**What this task involves**
The whole listing, repeated exactly, is what this task asks for.

━━━━━━━━━━

impl<'n> DeclarationSite<'n> {
    pub fn new(ident: &'n Identifier, kind: DefinitionKind, declaration: &NodeData) -> Self {
        Self {
            ident,
            kind,
            declaration: declaration.id,
            init_range: None,
            meaning: kind.meaning(),
            ambient: declaration.has_modifier(ModifierFlags::AMBIENT),
            exported: declaration.has_modifier(ModifierFlags::EXPORT),
        }
    }

    /// A site whose modifiers live elsewhere, like a declarator whose
    /// `export` is written on the enclosing statement.
    pub fn bare(ident: &'n Identifier, kind: DefinitionKind, declaration: NodeId) -> Self {
        Self {
            ident,
            kind,
            declaration,
            init_range: None,
            meaning: kind.meaning(),
            ambient: false,
            exported: false,
        }
    }

    pub fn init_range(mut self, range: TextRange) -> Self {
        self.init_range = Some(range);
        self
    }

    pub fn meaning(mut self, meaning: Meaning) -> Self {
        self.meaning = meaning;
        self
    }

    pub fn exported(mut self, exported: bool) -> Self {
        self.exported = exported;
        self
    }

    pub fn ambient(mut self, ambient: bool) -> Self {
        self.ambient = ambient;
        self
    }
}

pub(crate) enum FunctionBody<'n, 'a> {
    /// Overload signatures and ambient declarations.
    Missing,
    Block(&'n Block<'a>),
    Expression(&'n Expression<'a>),
}

/// The parts of a function-like node the binder needs.
pub(crate) struct FunctionLike<'n, 'a> {
    pub node: &'n NodeData,
    pub type_parameters: &'n [TypeParameterDeclaration<'a>],
    pub parameters: &'n [ParameterDeclaration<'a>],
    pub return_type: Option<&'n TypeNode<'a>>,
    pub body: FunctionBody<'n, 'a>,
    pub is_arrow: bool,
}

━━━━━━━━━━

**Output below**
impl<'n> DeclarationSite<'n> {
    pub fn new(ident: &'n Identifier, kind: DefinitionKind, declaration: &NodeData) -> Self {
        Self {
            ident,
            kind,
            declaration: declaration.id,
            init_range: None,
            meaning: kind.meaning(),
            ambient: declaration.has_modifier(ModifierFlags::AMBIENT),
            exported: declaration.has_modifier(ModifierFlags::EXPORT),
        }
    }

    /// A site whose modifiers live elsewhere, like a declarator whose
    /// `export` is written on the enclosing statement.
    pub fn bare(ident: &'n Identifier, kind: DefinitionKind, declaration: NodeId) -> Self {
        Self {
            ident,
            kind,
            declaration,
            init_range: None,
            meaning: kind.meaning(),
            ambient: false,
            exported: false,
        }
    }

    pub fn init_range(mut self, range: TextRange) -> Self {
        self.init_range = Some(range);
        self
    }

    pub fn meaning(mut self, meaning: Meaning) -> Self {
        self.meaning = meaning;
        self
    }

    pub fn exported(mut self, exported: bool) -> Self {
        self.exported = exported;
        self
    }

    pub fn ambient(mut self, ambient: bool) -> Self {
        self.ambient = ambient;
        self
    }
}

pub(crate) enum FunctionBody<'n, 'a> {
    /// Overload signatures and ambient declarations.
    Missing,
    Block(&'n Block<'a>),
    Expression(&'n Expression<'a>),
}

/// The parts of a function-like node the binder needs.
pub(crate) struct FunctionLike<'n, 'a> {
    pub node: &'n NodeData,
    pub type_parameters: &'n [TypeParameterDeclaration<'a>],
    pub parameters: &'n [ParameterDeclaration<'a>],
    pub return_type: Option<&'n TypeNode<'a>>,
    pub body: FunctionBody<'n, 'a>,
    pub is_arrow: bool,
}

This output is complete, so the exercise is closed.